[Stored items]
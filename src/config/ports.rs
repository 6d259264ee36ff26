// ABOUTME: Node-port ranges and local forward port range.
// ABOUTME: Defaults keep generic, frontend and backend seeds in disjoint bands.

use serde::Deserialize;

#[derive(Debug, Clone, Deserialize)]
#[serde(default)]
pub struct PortsConfig {
    pub generic_base: u16,
    pub frontend_base: u16,
    pub backend_base: u16,
    /// Multiplier for `pr mod 100`.
    pub pr_stride: u16,
    /// Multiplier for the namespace suffix.
    pub suffix_stride: u16,
    /// Largest namespace suffix teardown considers when enumerating seeds.
    pub max_suffix: u32,
    /// Ports tried past the seed before reporting exhaustion.
    pub max_probe_attempts: u16,
    /// Highest port the cluster accepts as a node port.
    pub node_port_max: u16,
    /// How many times a service apply is retried after a port conflict.
    pub conflict_retries: u32,
    pub forward_base: u16,
    pub forward_span: u16,
}

impl Default for PortsConfig {
    fn default() -> Self {
        Self {
            generic_base: 30000,
            frontend_base: 31000,
            backend_base: 32000,
            pr_stride: 5,
            suffix_stride: 1,
            max_suffix: 9,
            max_probe_attempts: 50,
            node_port_max: 32767,
            conflict_retries: 1,
            forward_base: 18000,
            forward_span: 1000,
        }
    }
}
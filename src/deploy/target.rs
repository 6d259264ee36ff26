// ABOUTME: What one deployment puts into the cluster.
// ABOUTME: Object names, image, hostname, port range and template ids for a single workload.

use crate::build::BuildStrategy;
use crate::manifest::{Placeholders, TemplateSet};
use crate::ports::ServiceKind;
use crate::types::{AppName, ImageRef, NamespaceName};

#[derive(Debug, Clone, PartialEq, Eq)]
pub struct DeployTarget {
    pub namespace: NamespaceName,
    pub app_name: AppName,
    pub strategy: BuildStrategy,
    /// Deployment object name; service and ingress names derive from it.
    pub workload: String,
    pub image: ImageRef,
    pub hostname: String,
    pub service_kind: ServiceKind,
    pub templates: TemplateSet,
}

impl DeployTarget {
    pub fn new(
        namespace: NamespaceName,
        app_name: AppName,
        strategy: BuildStrategy,
        image: ImageRef,
        hostname: String,
    ) -> Self {
        Self {
            workload: strategy.workload_name(&app_name),
            service_kind: strategy.service_kind(),
            templates: strategy.templates(),
            namespace,
            app_name,
            strategy,
            image,
            hostname,
        }
    }

    pub fn deployment_name(&self) -> &str {
        &self.workload
    }

    pub fn service_name(&self) -> String {
        format!("{}-service", self.workload)
    }

    pub fn ingress_name(&self) -> String {
        format!("{}-ingress", self.workload)
    }

    /// Values shared by every template of this workload.
    pub fn placeholders(&self) -> Placeholders {
        Placeholders::new(&self.namespace)
            .with("app_name", &self.app_name)
            .with("workload", &self.workload)
            .with("image", &self.image)
            .with("hostname", &self.hostname)
            .with("service_name", self.service_name())
            .with("ingress_name", self.ingress_name())
    }
}
// ABOUTME: DNS-compatible application name derived from a repository name.
// ABOUTME: Used as the base for deployment, service and ingress object names.

use super::repo_slug::RepoSlug;
use serde::Serialize;
use std::fmt;
use thiserror::Error;

/// Room is left below the 63-character label limit for `-frontend-service`
/// style suffixes.
const MAX_LEN: usize = 40;

#[derive(Debug, Error, PartialEq, Eq)]
pub enum AppNameError {
    #[error("application name cannot be empty")]
    Empty,

    #[error("application name exceeds maximum length of {MAX_LEN} characters")]
    TooLong,

    #[error("application name cannot start or end with a hyphen")]
    EdgeHyphen,

    #[error("invalid character in application name: '{0}'")]
    InvalidChar(char),
}

#[derive(Debug, Clone, PartialEq, Eq, Hash, Serialize)]
#[serde(transparent)]
pub struct AppName(String);

impl AppName {
    pub fn new(value: &str) -> Result<Self, AppNameError> {
        if value.is_empty() {
            return Err(AppNameError::Empty);
        }
        if value.len() > MAX_LEN {
            return Err(AppNameError::TooLong);
        }
        if value.starts_with('-') || value.ends_with('-') {
            return Err(AppNameError::EdgeHyphen);
        }
        if let Some(c) = value
            .chars()
            .find(|c| !c.is_ascii_lowercase() && !c.is_ascii_digit() && *c != '-')
        {
            return Err(AppNameError::InvalidChar(c));
        }
        Ok(Self(value.to_string()))
    }

    /// Sanitise the repository name: lowercase, every other character becomes
    /// a hyphen, edges trimmed.
    pub fn from_repository(repo: &RepoSlug) -> Self {
        let mut sanitized: String = repo
            .name()
            .chars()
            .map(|c| {
                let c = c.to_ascii_lowercase();
                if c.is_ascii_lowercase() || c.is_ascii_digit() {
                    c
                } else {
                    '-'
                }
            })
            .collect();
        sanitized.truncate(MAX_LEN);
        let trimmed = sanitized.trim_matches('-');
        if trimmed.is_empty() {
            Self("app".to_string())
        } else {
            Self(trimmed.to_string())
        }
    }

    pub fn as_str(&self) -> &str {
        &self.0
    }
}

impl fmt::Display for AppName {
    fn fmt(&self, f: &mut fmt::Formatter<'_>) -> fmt::Result {
        write!(f, "{}", self.0)
    }
}
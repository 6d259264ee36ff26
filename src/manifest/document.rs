// ABOUTME: Rendered manifest documents and the placeholder values fed to templates.
// ABOUTME: TemplateSet names the deployment/service/ingress templates for one workload.

use std::collections::BTreeMap;

use crate::types::{NamespaceName, PrNumber};

/// Placeholder values for one render, scoped to a namespace.
///
/// `namespace` and `pr_number` are always present as placeholders.
#[derive(Debug, Clone, PartialEq, Eq)]
pub struct Placeholders {
    namespace: NamespaceName,
    values: BTreeMap<String, String>,
}

impl Placeholders {
    pub fn new(namespace: &NamespaceName) -> Self {
        let mut values = BTreeMap::new();
        values.insert("namespace".to_string(), namespace.to_string());
        values.insert(
            "pr_number".to_string(),
            namespace.pr_number().get().to_string(),
        );
        Self {
            namespace: namespace.clone(),
            values,
        }
    }

    pub fn with(mut self, key: &str, value: impl ToString) -> Self {
        self.set(key, value);
        self
    }

    pub fn set(&mut self, key: &str, value: impl ToString) {
        self.values.insert(key.to_string(), value.to_string());
    }

    pub fn get(&self, key: &str) -> Option<&str> {
        self.values.get(key).map(String::as_str)
    }

    pub fn namespace(&self) -> &NamespaceName {
        &self.namespace
    }

    pub fn values(&self) -> &BTreeMap<String, String> {
        &self.values
    }
}

/// A rendered manifest, keyed by template, namespace and PR.
#[derive(Debug, Clone, PartialEq, Eq)]
pub struct ManifestDocument {
    pub template_id: String,
    pub namespace: NamespaceName,
    pub pr_number: PrNumber,
    pub content: String,
}

/// Template ids for the three objects of one workload.
#[derive(Debug, Clone, PartialEq, Eq)]
pub struct TemplateSet {
    pub deployment: String,
    pub service: String,
    pub ingress: String,
}

impl TemplateSet {
    /// `deployment.yaml`, `service.yaml`, `ingress.yaml`, optionally prefixed
    /// (`frontend-deployment.yaml`).
    pub fn with_prefix(prefix: Option<&str>) -> Self {
        let name = |object: &str| match prefix {
            Some(prefix) => format!("{prefix}-{object}.yaml"),
            None => format!("{object}.yaml"),
        };
        Self {
            deployment: name("deployment"),
            service: name("service"),
            ingress: name("ingress"),
        }
    }
}

#[cfg(test)]
mod tests {
    use super::*;

    #[test]
    fn placeholders_always_carry_namespace_and_pr() {
        let ns = NamespaceName::parse("pr-12-3").unwrap();
        let data = Placeholders::new(&ns).with("image", "reg/app:pr-12");
        assert_eq!(data.get("namespace"), Some("pr-12-3"));
        assert_eq!(data.get("pr_number"), Some("12"));
        assert_eq!(data.get("image"), Some("reg/app:pr-12"));
    }

    #[test]
    fn template_set_prefixes() {
        let generic = TemplateSet::with_prefix(None);
        assert_eq!(generic.service, "service.yaml");

        let frontend = TemplateSet::with_prefix(Some("frontend"));
        assert_eq!(frontend.deployment, "frontend-deployment.yaml");
        assert_eq!(frontend.ingress, "frontend-ingress.yaml");
    }
}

◆ **Task instructions**
Restate exactly the records above from their first line through the line that holds "a port conflict.", please, including both and leaving out all others.

◆ **Response below**
filename src/config/ports.rs
repository 6d259264ee36ff26
// ABOUTME: Node-port ranges and local forward port range.
// ABOUTME: Defaults keep generic, frontend and backend seeds in disjoint bands.

use serde::Deserialize;

#[derive(Debug, Clone, Deserialize)]
#[serde(default)]
pub struct PortsConfig {
    pub generic_base: u16,
    pub frontend_base: u16,
    pub backend_base: u16,
    /// Multiplier for `pr mod 100`.
    pub pr_stride: u16,
    /// Multiplier for the namespace suffix.
    pub suffix_stride: u16,
    /// Largest namespace suffix teardown considers when enumerating seeds.
    pub max_suffix: u32,
    /// Ports tried past the seed before reporting exhaustion.
    pub max_probe_attempts: u16,
    /// Highest port the cluster accepts as a node port.
    pub node_port_max: u16,
    /// How many times a service apply is retried after a port conflict.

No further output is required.